Students are asked to compare the pressure at point X and point Y. Apparently, this is not as obvious as it seems to me. So before I go into the detailed discussion (I might do it in a later post – anyone interested in reading it?), I thought I’d just set this up. Because to me it seems that if you see this sitting there with the liquid clearly not moving one way or another, the solution has to be clear. We’ll see what others think, but here we go:

If you want proof that the tubes are open at the bottom and that there still is a hydrostatic equilibrium, watch the movie below.

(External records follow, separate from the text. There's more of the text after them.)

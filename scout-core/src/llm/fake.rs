//! Fake LLM provider for testing and local development.
//!
//! Responses are matched by prompt substring, so tests run without network
//! access or API costs. Every prompt received is recorded for inspection.

use super::{LlmError, LlmProvider};
use async_trait::async_trait;
use std::collections::HashMap;
use std::sync::RwLock;

/// A fake LLM provider.
///
/// Responses are matched by checking if the prompt contains a registered substring.
/// If no match is found, returns the default response or an error.
#[derive(Debug, Default)]
pub struct FakeProvider {
    /// Map of prompt substring -> response
    responses: HashMap<String, String>,
    /// Default response if no match found
    default_response: Option<String>,
    /// Every prompt seen, oldest first
    prompts: RwLock<Vec<String>>,
}

impl FakeProvider {
    /// Create a new FakeProvider with no registered responses.
    pub fn new() -> Self {
        Self::default()
    }

    /// Create a FakeProvider that returns a specific response for prompts containing a substring.
    pub fn with_response(prompt_contains: &str, response: &str) -> Self {
        let mut provider = Self::new();
        provider.add_response(prompt_contains, response);
        provider
    }

    /// Add a response for prompts containing a specific substring.
    pub fn add_response(&mut self, prompt_contains: &str, response: &str) {
        self.responses
            .insert(prompt_contains.to_lowercase(), response.to_string());
    }

    /// Set the default response when no pattern matches.
    pub fn with_default_response(mut self, response: &str) -> Self {
        self.default_response = Some(response.to_string());
        self
    }

    /// Canned answers for each prompt kind the service sends.
    pub fn with_research_responses() -> Self {
        let mut provider = Self::new();

        provider.add_response(
            "smart tech recommender",
            "- GitHub Actions\n- GitLab CI/CD\n- CircleCI\n- Jenkins",
        );

        provider.add_response(
            "5 to 10 specific tools",
            "• Kubernetes\n• Docker Swarm\n• Nomad\n• Amazon ECS\n• OpenShift",
        );

        provider.add_response(
            "technical analyst",
            "## Overview\n\nThis is a generated report.\n\n## Recommendation\n\nPick the first option.",
        );

        provider
    }

    /// All prompts received so far.
    pub fn received_prompts(&self) -> Vec<String> {
        self.prompts
            .read()
            .unwrap_or_else(|e| e.into_inner())
            .clone()
    }

    /// The most recent prompt, if any.
    pub fn last_prompt(&self) -> Option<String> {
        self.prompts
            .read()
            .unwrap_or_else(|e| e.into_inner())
            .last()
            .cloned()
    }
}

#[async_trait]
impl LlmProvider for FakeProvider {
    async fn complete(&self, prompt: &str) -> Result<String, LlmError> {
        self.prompts
            .write()
            .unwrap_or_else(|e| e.into_inner())
            .push(prompt.to_string());

        // Find first matching pattern (case-insensitive)
        let prompt_lower = prompt.to_lowercase();
        for (pattern, response) in &self.responses {
            if prompt_lower.contains(pattern.as_str()) {
                return Ok(response.clone());
            }
        }

        match &self.default_response {
            Some(response) => Ok(response.clone()),
            None => Err(LlmError::RequestFailed(format!(
                "FakeProvider: No response configured for prompt (first 100 chars): {}",
                prompt.chars().take(100).collect::<String>()
            ))),
        }
    }

    fn provider_name(&self) -> &'static str {
        "fake"
    }

    fn model_name(&self) -> &str {
        "fake-model"
    }
}
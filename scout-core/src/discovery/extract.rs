//! Pulling candidate names out of a search results page.
//!
//! The markup of a results page is undocumented and changes without notice,
//! so the strategy lives behind [`ResultExtractor`].

use scraper::{Html, Selector};

use crate::error::DiscoveryError;

/// CSS selector for result title links on the DuckDuckGo HTML page.
pub const RESULT_LINK_SELECTOR: &str = "a.result__a";

/// Maximum number of candidates taken from one page.
pub const MAX_RESULTS: usize = 5;

/// Strategy for turning a results page into candidate names.
pub trait ResultExtractor: Send + Sync {
    fn extract(&self, html: &str) -> Result<Vec<String>, DiscoveryError>;
}

/// Takes the text of the first `limit` elements matching a CSS selector.
#[derive(Debug, Clone)]
pub struct SelectorExtractor {
    selector: String,
    limit: usize,
}

impl SelectorExtractor {
    pub fn new(selector: impl Into<String>, limit: usize) -> Self {
        Self {
            selector: selector.into(),
            limit,
        }
    }
}

impl Default for SelectorExtractor {
    fn default() -> Self {
        Self::new(RESULT_LINK_SELECTOR, MAX_RESULTS)
    }
}

impl ResultExtractor for SelectorExtractor {
    fn extract(&self, html: &str) -> Result<Vec<String>, DiscoveryError> {
        let selector = Selector::parse(&self.selector)
            .map_err(|e| DiscoveryError::Selector(format!("{}: {}", self.selector, e)))?;
        let document = Html::parse_document(html);

        let names = document
            .select(&selector)
            .map(|element| {
                element
                    .text()
                    .collect::<String>()
                    .split_whitespace()
                    .collect::<Vec<_>>()
                    .join(" ")
            })
            .filter(|name| !name.is_empty())
            .take(self.limit)
            .collect();

        Ok(names)
    }
}
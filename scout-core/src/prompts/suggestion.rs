//! Product shortlist prompt.

use crate::profile::PreferencePayload;
use crate::prompts::{join_or_none, or_none};

/// Prompt name used in logs.
pub const SUGGESTION_PROMPT_NAME: &str = "suggest_products";

/// Render the prompt asking for 3-5 product names matching the profile.
pub fn render_suggestion_prompt(profile: &PreferencePayload) -> String {
    format!(
        r#"You're a smart tech recommender.

User's Context:
- Domain: {purpose}
- Deployment: {deployment}
- Priority Factors: {factors}
- Industry: {industry}
- Organization Size: {organization_size}
- Budget Model: {budget_model}
- Reliability Requirement: {reliability_needs}
- Disaster Tolerance: {disaster_tolerance}
- Tech Dependencies: {tech_dependencies}
- Additional Requirements: {drilldown}

Please recommend 3–5 software products or platforms that meet these criteria.

Return ONLY the product names — one per line, no extra text."#,
        purpose = profile.purpose,
        deployment = profile.deployment,
        factors = join_or_none(&profile.factors),
        industry = profile.industry,
        organization_size = profile.organization_size,
        budget_model = profile.budget_model,
        reliability_needs = profile.reliability_needs,
        disaster_tolerance = profile.disaster_tolerance,
        tech_dependencies = join_or_none(&profile.tech_dependencies),
        drilldown = or_none(&profile.drilldown),
    )
}

#[cfg(test)]
mod tests {
    use super::*;

    fn profile() -> PreferencePayload {
        PreferencePayload {
            purpose: "CI/CD".to_string(),
            deployment: "cloud".to_string(),
            factors: vec!["cost".to_string(), "security".to_string()],
            industry: "fintech".to_string(),
            organization_size: "50-200".to_string(),
            tech_dependencies: vec![],
            budget_model: "subscription".to_string(),
            reliability_needs: "high".to_string(),
            disaster_tolerance: "medium".to_string(),
            drilldown: String::new(),
        }
    }

    #[test]
    fn test_render_prompt() {
        let prompt = render_suggestion_prompt(&profile());

        assert!(prompt.contains("- Domain: CI/CD"));
        assert!(prompt.contains("- Deployment: cloud"));
        assert!(prompt.contains("- Priority Factors: cost, security"));
        assert!(prompt.contains("- Industry: fintech"));
        assert!(prompt.contains("- Organization Size: 50-200"));
        assert!(prompt.contains("- Budget Model: subscription"));
        assert!(prompt.contains("- Reliability Requirement: high"));
        assert!(prompt.contains("- Disaster Tolerance: medium"));
        assert!(prompt.contains("- Tech Dependencies: None"));
        assert!(prompt.contains("- Additional Requirements: None"));
        assert!(prompt.contains("3–5 software products"));
        assert!(prompt.contains("one per line"));
    }

    #[test]
    fn test_optional_fields_rendered_when_present() {
        let prompt = render_suggestion_prompt(&PreferencePayload {
            tech_dependencies: vec!["Kubernetes".to_string(), "PostgreSQL".to_string()],
            drilldown: "Must support SAML SSO".to_string(),
            ..profile()
        });

        assert!(prompt.contains("- Tech Dependencies: Kubernetes, PostgreSQL"));
        assert!(prompt.contains("- Additional Requirements: Must support SAML SSO"));
        assert!(!prompt.contains("None"));
    }

    #[test]
    fn test_deterministic() {
        assert_eq!(
            render_suggestion_prompt(&profile()),
            render_suggestion_prompt(&profile())
        );
    }
}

Spoiler alert: You might have fallen asleep by the time things start moving in the movie ;-)

Hydrostatic pressure

What are students not understanding about hydrostatic pressure?

Tomorrow (today by the time this post will go online, I guess) I will present the paper “Identifying and addressing student difficulties with hydrostatic pressure” by Loverude, Heron and Kautz at the Journal Club at work. So tonight I am trying out a couple of experiments that I would like to show with it.

I already know that I am not supposed to show the experiments during the talk, but I figure that there is no harm in having them prepared in case anyone wants to see them afterwards.

And good thing I tried them before instead of just assuming that they would work!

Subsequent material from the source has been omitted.